L'art. 6 propone "DISPOSIZIONI PER L'ACCELERAZIONE DELLA RICOSTRUZIONE PRIVATA" attraverso il passaggio dei progetti giacenti presso gli U.S.R. alla procedura prevista dall'Ordinanza 100/2020 con una "DOMANDA DI PROCEDURA SEMPLIFICATA PER LO SMALTIMENTO DELL'ARRETRATO".  Sarà predisposto un apposito modello con i cui i professionisti dovranno dichiarare se "aderire al regime semplificato di cui all'Ordinanza 100/2020, con riferimento alle domande già presentate", ATTESTANDO LO STATO LEGITTIMO DELL'IMMOBILE su cui si interviene e LA CONGRUITA' DEL CONTRIBUTO RICHIESTO. L'accettazione di questa procedura, di questo "passaggio alla semplificata", comporta per i tecnici anche la CONSEGUENTE APPLICAZIONE DELLE TARIFFE previste nel "Decreto Parametri" di cui al Decreto del Ministero di Grazia e Giustizia n. 140 del 20.07.2012, scontate del 30%. 

 

Se per i tanto richiesti PROGRAMMI STRAORDINARI di RICUSTRUZIONE troviamo una concordanza strategica, soprattutto se i Sindaci sapranno cogliere la bontà dei CONCORSI DI PROGETTAZIONE per lo sviluppo delle proprie comunità, così come per il passaggio dei progetti fermi all'USR all'Ord. 100, non possiamo avanzare dubbi e criticità sulle modalità di svolgimento di alcune procedure che potrebbero inficiare la validità di tutto il sistema pensato:

- l'esiguità del gruppo di lavoro presso gli USR in merito all'aiuto verso i comuni per la programmazione urbanistica in rapporto alla mole di quelli interessati;

- le modalità di aiuto al finanziamento di questi P.S.R.

- la "volubilità" di mooolti amministratori locali a fronte dei tanti sogni di "città ideale" rispetto alla realtà dei nostri piccoli borghi;

- e, non ultimo per importanza, l'accesso dei progetti al sistema semplificato dell'Ord. 100, l'autocertificazione da parte dei tecnici della CONFORMITA' URBANISTICA dell'edificio oggetto di recupero, in assenza di archivi (perché inagibili), documenti non rintracciabili (perché non tutti i documenti sono stati ritrovati con l'accesso agli atti presso i comuni), presenza di pratiche non chiuse dei condoni del 1985 e seguenti, questi alcuni casi.

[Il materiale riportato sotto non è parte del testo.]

//! Interactive editing through an external editor

use std::env;
use std::fs;
use std::path::{Path, PathBuf};
use std::process::Command;

use tracing::{debug, warn};

use crate::error::{ProtopadError, Result};

/// An editor command run on a scratch file
pub struct Editor {
    command: String,
    scratch: PathBuf,
}

impl Editor {
    pub fn new(command: impl Into<String>, scratch: impl Into<PathBuf>) -> Self {
        Self {
            command: command.into(),
            scratch: scratch.into(),
        }
    }

    /// Pick the editor command: an explicit one, then the configured one,
    /// then `$EDITOR`
    pub fn resolve(
        explicit: Option<&str>,
        configured: Option<&str>,
        scratch: impl Into<PathBuf>,
    ) -> Result<Self> {
        let command = [
            explicit.map(str::to_string),
            configured.map(str::to_string),
            env::var("EDITOR").ok(),
        ]
        .into_iter()
        .flatten()
        .map(|c| c.trim().to_string())
        .find(|c| !c.is_empty())
        .ok_or(ProtopadError::EditorUnavailable)?;
        Ok(Self::new(command, scratch))
    }

    pub fn scratch(&self) -> &Path {
        &self.scratch
    }

    /// Write `content` to the scratch file, open it, and return what was saved
    pub fn edit(&self, content: &str) -> Result<String> {
        if let Some(parent) = self.scratch.parent() {
            fs::create_dir_all(parent)?;
        }
        fs::write(&self.scratch, content)?;

        debug!("Running `{} {}`", self.command, self.scratch.display());
        let status = Command::new("sh")
            .arg("-c")
            .arg(format!("{} \"$1\"", self.command))
            .arg("protopad-editor")
            .arg(&self.scratch)
            .status()?;
        if !status.success() {
            warn!("Editor `{}` exited with {}", self.command, status);
        }

        Ok(fs::read_to_string(&self.scratch)?)
    }
}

Inoltre, c'è l'aggravio della seconda autocertificazione da parte dei tecnici sulla CONGRUITA' DEL CONTRIBUTO RICHIESTO, il quale deve essere calcolato con un PROGRAMMA NON CERTIFICATO, fatto in "excell", molto macchinoso e con i risultati non sempre certi o aspettati.

Ma queste ultime osservazioni sono state già ampiamente analizzate nel precedente post: "E' ARRIVATA LA MANNA DAL CIELO . . . con l'Ordinanza 100 la Ricostruzione sarà più veloce . . . e sicura"!!!